Então a gente também entende que nesse momento é fundamental recuperar o espírito hacker ativista, recuperar o debate sobre os software livres, o debate sobre os laboratórios de internet. 

Um exemplo disso é o núcleo de tecnologia do Movimento dos Trabalhadores Sem-Teto (MTST), que vai lançar um livro em breve, falando dessa experiência, onde eles reúnem programadores, cientistas de dados para produzir aplicativos e tecnologias para colocar a serviço do movimento sem teto. 

A rede Mocambos, a Casa de Cultura Tainã, são espaços que vem tentando colocar a tecnologia a serviço dos quilombos, então a perspectiva hacker fanoniana é não recusar a tecnologia, mas se apropriar dela para criar, inclusive, alternativas de comunicação às redes sociais. 
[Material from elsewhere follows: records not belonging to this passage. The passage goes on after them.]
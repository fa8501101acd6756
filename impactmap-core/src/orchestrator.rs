//! The run driver: merge base → changed files → affected projects →
//! topological levels → per-level parallel analysis → CSS propagation →
//! target evaluation.
//!
//! The upstream-taint map is read-only while a level's workers run and is
//! extended only after the level's join point, so the taint closure is
//! deterministic regardless of worker interleaving.

use std::fs;
use std::path::{Path, PathBuf};

use rayon::prelude::*;
use rustc_hash::{FxHashMap, FxHashSet};
use tracing::{debug, info, warn};

use crate::analyzer::{
    analyze_library_package, AffectedExport, AnalyzerInput, GitBaseline, TaintMap,
};
use crate::css::{find_css_tainted_packages, propagate_css_taint, CSS_TAINT_PREFIX};
use crate::entrypoints::{collect_entrypoint_exports, find_entrypoints};
use crate::error::Result;
use crate::git;
use crate::lockfile::{find_dep_affected_projects, parse_lockfile_version, DepChanges};
use crate::project_config::{IgnoreSet, ProjectConfig, TargetDef, TargetFilter};
use crate::targets::{evaluate_targets, TargetContext, TargetHit};
use crate::workspace::Workspace;

pub struct RunOptions {
    pub repo_root: PathBuf,
    /// Explicit baseline commit; overrides branch comparison.
    pub compare_commit: Option<String>,
    /// Branch to compare against when no explicit commit is given.
    pub compare_branch: String,
    pub include_types: bool,
    pub include_css: bool,
    /// Comma-separated glob filter over target names.
    pub targets_filter: Option<String>,
}

impl RunOptions {
    pub fn new(repo_root: impl Into<PathBuf>) -> Self {
        Self {
            repo_root: repo_root.into(),
            compare_commit: None,
            compare_branch: "origin/master".to_string(),
            include_types: false,
            include_css: false,
            targets_filter: None,
        }
    }
}

/// Runs the full analysis and returns the triggered targets, sorted by name.
///
/// # Errors
///
/// Fails when the workspace manifest cannot be loaded or the merge base
/// cannot be determined. Per-package analysis failures are logged and the
/// package contributes no taint.
pub fn run(opts: &RunOptions) -> Result<Vec<TargetHit>> {
    let root = opts.repo_root.as_path();

    let merge_base = match &opts.compare_commit {
        Some(commit) => commit.clone(),
        None => git::merge_base(root, &opts.compare_branch)?,
    };
    let changed_files = git::changed_files_since(root, &merge_base)?;

    let workspace = Workspace::load(root)?;
    let configs = ProjectConfig::load_all(root, &workspace);
    let ignore_sets: FxHashMap<String, IgnoreSet> = configs
        .iter()
        .map(|(folder, cfg)| (folder.clone(), cfg.ignore_set()))
        .collect();

    let changed_projects = workspace.find_changed_projects(&changed_files, &ignore_sets);
    let (dep_changes, full_subspaces) = lockfile_changes(root, &workspace, &merge_base)?;

    let folder_to_pkg: FxHashMap<&str, &str> = workspace
        .projects()
        .iter()
        .map(|info| (info.folder(), info.name()))
        .collect();

    let mut seeds: FxHashSet<String> = changed_projects.clone();
    for folder in dep_changes.keys() {
        if let Some(pkg) = folder_to_pkg.get(folder.as_str()) {
            seeds.insert((*pkg).to_string());
        }
    }

    let affected = workspace.transitive_dependents(&seeds.iter().cloned().collect::<Vec<_>>());
    let mut levels = workspace.topological_levels(&affected);

    let filter = opts
        .targets_filter
        .as_deref()
        .and_then(TargetFilter::parse);
    if let Some(filter) = &filter {
        let relevant = relevant_packages(&workspace, &configs, filter);
        for level in &mut levels {
            level.retain(|pkg| relevant.contains(pkg));
        }
        levels.retain(|level| !level.is_empty());
    }

    info!(merge_base = %merge_base, "comparison baseline");
    info!(
        directly_changed = changed_projects.len(),
        dep_affected = dep_changes.len(),
        total_affected = affected.len(),
        levels = levels.len(),
        "processing bottom-up"
    );

    let baseline = GitBaseline {
        root: root.to_path_buf(),
        merge_base: merge_base.clone(),
    };

    let mut upstream_taint = TaintMap::default();
    seed_wildcard_subspaces(root, &workspace, &full_subspaces, &mut upstream_taint);

    for (level_idx, level) in levels.iter().enumerate() {
        info!(level = level_idx, packages = level.len(), "analyzing level");

        let results: Vec<(String, Vec<AffectedExport>)> = level
            .par_iter()
            .filter_map(|pkg| {
                let info = workspace.project(pkg)?;
                let folder = info.folder();
                let directly_changed = changed_projects.contains(pkg);
                let dep_affected = dep_changes.get(folder).is_some_and(|d| !d.is_empty());
                info!(
                    package = pkg.as_str(),
                    directly_changed,
                    dep_affected,
                    library = info.manifest.is_library(),
                    "analyzing package"
                );

                if !info.manifest.is_library() {
                    return None;
                }
                let entrypoints = find_entrypoints(root, folder, &info.manifest);
                if entrypoints.is_empty() {
                    debug!(package = pkg.as_str(), "no entrypoints found");
                    return None;
                }
                debug!(package = pkg.as_str(), ?entrypoints, "resolved entrypoints");

                let slice = upstream_slice(&upstream_taint, &info.depends_on);
                let tainted_deps = dep_changes.get(folder).cloned().unwrap_or_default();

                let input = AnalyzerInput {
                    root,
                    project_folder: folder,
                    entrypoints: &entrypoints,
                    changed_files: &changed_files,
                    include_types: opts.include_types,
                    include_css: opts.include_css,
                    upstream_taint: &slice,
                    tainted_deps: &tainted_deps,
                };
                match analyze_library_package(&input, &baseline) {
                    Ok(affected_exports) => Some((pkg.clone(), affected_exports)),
                    Err(err) => {
                        warn!(package = pkg.as_str(), %err, "package analysis failed");
                        None
                    }
                }
            })
            .collect();

        // Join point: only now does the level's output become visible.
        for (pkg, affected_exports) in results {
            for ae in affected_exports {
                let specifier = export_specifier(&pkg, &ae.entrypoint_path);
                info!(
                    package = pkg.as_str(),
                    entrypoint = ae.entrypoint_path.as_str(),
                    exports = ?ae.export_names,
                    "affected exports"
                );
                upstream_taint
                    .entry(specifier)
                    .or_default()
                    .extend(ae.export_names);
            }
        }
    }

    if opts.include_css {
        for pkg in find_css_tainted_packages(&changed_files, &workspace) {
            debug!(package = pkg.as_str(), "CSS taint");
            upstream_taint
                .entry(format!("{CSS_TAINT_PREFIX}{pkg}"))
                .or_default()
                .insert(crate::analyzer::STAR.to_string());
        }
        propagate_css_taint(root, &workspace, &mut upstream_taint);
    }

    let ctx = TargetContext {
        root,
        workspace: &workspace,
        configs: &configs,
        changed_files: &changed_files,
        changed_projects: &changed_projects,
        dep_changes: &dep_changes,
        upstream_taint: &upstream_taint,
        include_types: opts.include_types,
        include_css: opts.include_css,
        filter: filter.as_ref(),
        baseline: &baseline,
    };
    let hits = evaluate_targets(&ctx);
    info!(targets = hits.len(), "affected targets");
    Ok(hits)
}

/// The upstream-taint specifier for an entrypoint: the bare package name for
/// the root entrypoint, `pkg/subpath` otherwise.
fn export_specifier(package_name: &str, entrypoint_path: &str) -> String {
    if entrypoint_path == "." {
        package_name.to_string()
    } else {
        format!(
            "{package_name}{}",
            entrypoint_path.trim_start_matches('.')
        )
    }
}

/// Per-subspace lockfile diffing. Returns per-folder external dep changes
/// plus the subspaces whose `lockfileVersion` changed outright.
fn lockfile_changes(
    root: &Path,
    workspace: &Workspace,
    merge_base: &str,
) -> Result<(DepChanges, FxHashSet<String>)> {
    let mut dep_changes = DepChanges::default();
    let mut full_subspaces = FxHashSet::default();

    for subspace in workspace.subspaces() {
        let lockfile_rel = Workspace::lockfile_path(&subspace);
        let lockfile_path = root.join(&lockfile_rel);
        if !lockfile_path.is_file() {
            continue;
        }
        let rel_str = lockfile_rel.to_string_lossy().replace('\\', "/");
        let Ok(diff_text) = git::diff_since_path(root, merge_base, &rel_str) else {
            continue;
        };
        if diff_text.is_empty() {
            continue;
        }
        let content = fs::read_to_string(&lockfile_path)?;

        let old_version = parse_lockfile_version(&git::show_file(root, merge_base, &rel_str));
        let new_version = parse_lockfile_version(&content);
        if !old_version.is_empty() && !new_version.is_empty() && old_version != new_version {
            info!(subspace = subspace.as_str(), old = %old_version, new = %new_version,
                  "lockfile version changed, treating all external deps as changed");
            full_subspaces.insert(subspace.clone());
            for info in workspace.projects() {
                if info.subspace() != subspace {
                    continue;
                }
                let externals = info.manifest.external_deps();
                if !externals.is_empty() {
                    dep_changes
                        .entry(info.folder().to_string())
                        .or_default()
                        .extend(externals);
                }
            }
        }

        for (folder, deps) in find_dep_affected_projects(&content, &subspace, &diff_text) {
            dep_changes.entry(folder).or_default().extend(deps);
        }
    }

    Ok((dep_changes, full_subspaces))
}

/// A lockfile-version bump wildcard-taints every library in the subspace:
/// each entrypoint contributes its full export list to the upstream map.
fn seed_wildcard_subspaces(
    root: &Path,
    workspace: &Workspace,
    full_subspaces: &FxHashSet<String>,
    upstream_taint: &mut TaintMap,
) {
    if full_subspaces.is_empty() {
        return;
    }
    for info in workspace.projects() {
        if !full_subspaces.contains(info.subspace()) || !info.manifest.is_library() {
            continue;
        }
        for ep in find_entrypoints(root, info.folder(), &info.manifest) {
            let names = collect_entrypoint_exports(root, info.folder(), &ep);
            if names.is_empty() {
                continue;
            }
            let specifier = export_specifier(info.name(), &ep.export_path);
            debug!(package = info.name(), specifier = %specifier, "wildcard-tainted exports");
            upstream_taint.entry(specifier).or_default().extend(names);
        }
    }
}

/// The package's read-only view of the upstream taint: entries whose
/// specifier belongs to one of its declared workspace dependencies,
/// including their CSS keys.
fn upstream_slice(upstream_taint: &TaintMap, depends_on: &[String]) -> TaintMap {
    let mut slice = TaintMap::default();
    for dep in depends_on {
        for (specifier, names) in upstream_taint {
            let matches = specifier.starts_with(dep.as_str())
                || specifier
                    .strip_prefix(CSS_TAINT_PREFIX)
                    .is_some_and(|pkg| pkg == dep);
            if matches {
                slice
                    .entry(specifier.clone())
                    .or_default()
                    .extend(names.iter().cloned());
            }
        }
    }
    slice
}

/// Resolves the `TARGETS` filter to the package set worth analyzing: the
/// projects declaring matching targets, their named apps, and everything
/// those transitively depend on.
fn relevant_packages(
    workspace: &Workspace,
    configs: &FxHashMap<String, ProjectConfig>,
    filter: &TargetFilter,
) -> FxHashSet<String> {
    let mut seeds: Vec<String> = Vec::new();
    for info in workspace.projects() {
        let Some(config) = configs.get(info.folder()) else {
            continue;
        };
        for target in &config.targets {
            match target {
                TargetDef::Target { app, .. } => {
                    if filter.matches(info.name()) {
                        seeds.push(info.name().to_string());
                        if let Some(app) = app {
                            seeds.push(app.clone());
                        }
                    }
                }
                TargetDef::VirtualTarget { target_name, .. } => {
                    if filter.matches(target_name) {
                        seeds.push(info.name().to_string());
                    }
                }
            }
        }
    }
    workspace.transitive_dependencies(&seeds)
}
 A perspectiva hacker fanoniana busca tentar entender essa tecnologia e como que ela tem se organizado, entender o papel dela nas guerras, entender o papel dela na política, no campo da comunicação, no campo da subjetividade para poder hackear no sentido de criar soluções coletivas que vão na contramão das necessidades do capital, do lucro e que coloquem a serviço das lutas, das pessoas.

De fato, passa por pensar em alternativas. E aí a gente falha muito e não discutir alternativas às grandes plataformas. A gente ainda fica muito refém.

Então se a gente não cria estratégias, até o que a gente tem de mais rebelde na nossa luta vira só mais uma forma de atrair pessoas para uma grande corporação estadunidense imperialista que são as big techs. Em algum momento a gente vai precisar discutir qual o projeto da esquerda para tecnologia?

Qual é o projeto das esquerdas, dos movimentos sociais para o desenvolvimento tecnológico no momento em que ele tem alterado decisivamente a nossa forma de fazer política, nossa forma de amar, a nossa forma de paquerar, a nossa forma de interagir e de acessar conhecimento, de conseguir emprego, de se projetar politicamente?

Então a perspectiva hacker fanoniana chama atenção para isso, mas ela também tenta se colocar na direção, como parte de uma luta que tem mais de 40 anos do movimento hacker ativista, do movimento pela proteção de dados, dos movimentos contra o racismo algorítmico.